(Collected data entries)
────────────────
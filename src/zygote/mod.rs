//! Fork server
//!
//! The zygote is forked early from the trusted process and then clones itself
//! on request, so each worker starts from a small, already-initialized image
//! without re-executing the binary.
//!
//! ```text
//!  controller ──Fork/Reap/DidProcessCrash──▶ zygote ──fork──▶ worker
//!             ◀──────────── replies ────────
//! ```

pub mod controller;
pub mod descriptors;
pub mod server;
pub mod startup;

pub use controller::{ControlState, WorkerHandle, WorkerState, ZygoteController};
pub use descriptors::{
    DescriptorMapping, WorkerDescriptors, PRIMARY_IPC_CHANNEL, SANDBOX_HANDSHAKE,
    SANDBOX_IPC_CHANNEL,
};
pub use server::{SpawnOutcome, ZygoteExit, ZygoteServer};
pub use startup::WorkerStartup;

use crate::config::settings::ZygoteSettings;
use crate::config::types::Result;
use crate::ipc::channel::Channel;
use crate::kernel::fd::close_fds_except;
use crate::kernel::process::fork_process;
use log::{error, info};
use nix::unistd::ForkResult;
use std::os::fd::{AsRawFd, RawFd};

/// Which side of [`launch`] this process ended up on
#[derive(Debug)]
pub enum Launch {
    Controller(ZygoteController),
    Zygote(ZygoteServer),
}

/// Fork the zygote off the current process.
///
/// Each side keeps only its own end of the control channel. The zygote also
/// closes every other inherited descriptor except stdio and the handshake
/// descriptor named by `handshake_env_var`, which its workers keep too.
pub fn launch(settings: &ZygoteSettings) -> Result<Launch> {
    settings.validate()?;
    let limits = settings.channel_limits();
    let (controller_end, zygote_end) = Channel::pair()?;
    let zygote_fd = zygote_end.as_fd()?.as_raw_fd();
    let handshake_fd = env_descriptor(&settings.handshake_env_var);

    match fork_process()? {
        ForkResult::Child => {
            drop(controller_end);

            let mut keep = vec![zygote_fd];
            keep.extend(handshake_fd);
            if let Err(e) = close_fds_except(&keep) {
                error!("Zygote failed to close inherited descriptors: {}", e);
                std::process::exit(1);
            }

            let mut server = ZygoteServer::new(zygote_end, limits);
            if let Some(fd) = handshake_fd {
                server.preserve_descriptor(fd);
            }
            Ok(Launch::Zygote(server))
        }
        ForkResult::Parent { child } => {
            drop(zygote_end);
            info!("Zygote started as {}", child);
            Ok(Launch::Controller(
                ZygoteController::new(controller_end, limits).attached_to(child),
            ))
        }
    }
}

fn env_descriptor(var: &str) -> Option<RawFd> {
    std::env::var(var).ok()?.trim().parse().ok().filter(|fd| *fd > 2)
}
────────────────
■ How to complete this task:
Give back the whole of the data above, exactly as written.

■ Exercise solution:
filename src/zygote/mod.rs
//! Fork server
//!
//! The zygote is forked early from the trusted process and then clones itself
//! on request, so each worker starts from a small, already-initialized image
//! without re-executing the binary.
//!
//! ```text
//!  controller ──Fork/Reap/DidProcessCrash──▶ zygote ──fork──▶ worker
//!             ◀──────────── replies ────────
//! ```

pub mod controller;
pub mod descriptors;
pub mod server;
pub mod startup;

pub use controller::{ControlState, WorkerHandle, WorkerState, ZygoteController};
pub use descriptors::{
    DescriptorMapping, WorkerDescriptors, PRIMARY_IPC_CHANNEL, SANDBOX_HANDSHAKE,
    SANDBOX_IPC_CHANNEL,
};
pub use server::{SpawnOutcome, ZygoteExit, ZygoteServer};
pub use startup::WorkerStartup;

use crate::config::settings::ZygoteSettings;
use crate::config::types::Result;
use crate::ipc::channel::Channel;
use crate::kernel::fd::close_fds_except;
use crate::kernel::process::fork_process;
use log::{error, info};
use nix::unistd::ForkResult;
use std::os::fd::{AsRawFd, RawFd};

/// Which side of [`launch`] this process ended up on
#[derive(Debug)]
pub enum Launch {
    Controller(ZygoteController),
    Zygote(ZygoteServer),
}

/// Fork the zygote off the current process.
///
/// Each side keeps only its own end of the control channel. The zygote also
/// closes every other inherited descriptor except stdio and the handshake
/// descriptor named by `handshake_env_var`, which its workers keep too.
pub fn launch(settings: &ZygoteSettings) -> Result<Launch> {
    settings.validate()?;
    let limits = settings.channel_limits();
    let (controller_end, zygote_end) = Channel::pair()?;
    let zygote_fd = zygote_end.as_fd()?.as_raw_fd();
    let handshake_fd = env_descriptor(&settings.handshake_env_var);

    match fork_process()? {
        ForkResult::Child => {
            drop(controller_end);

            let mut keep = vec![zygote_fd];
            keep.extend(handshake_fd);
            if let Err(e) = close_fds_except(&keep) {
                error!("Zygote failed to close inherited descriptors: {}", e);
                std::process::exit(1);
            }

            let mut server = ZygoteServer::new(zygote_end, limits);
            if let Some(fd) = handshake_fd {
                server.preserve_descriptor(fd);
            }
            Ok(Launch::Zygote(server))
        }
        ForkResult::Parent { child } => {
            drop(zygote_end);
            info!("Zygote started as {}", child);
            Ok(Launch::Controller(
                ZygoteController::new(controller_end, limits).attached_to(child),
            ))
        }
    }
}

fn env_descriptor(var: &str) -> Option<RawFd> {
    std::env::var(var).ok()?.trim().parse().ok().filter(|fd| *fd > 2)
}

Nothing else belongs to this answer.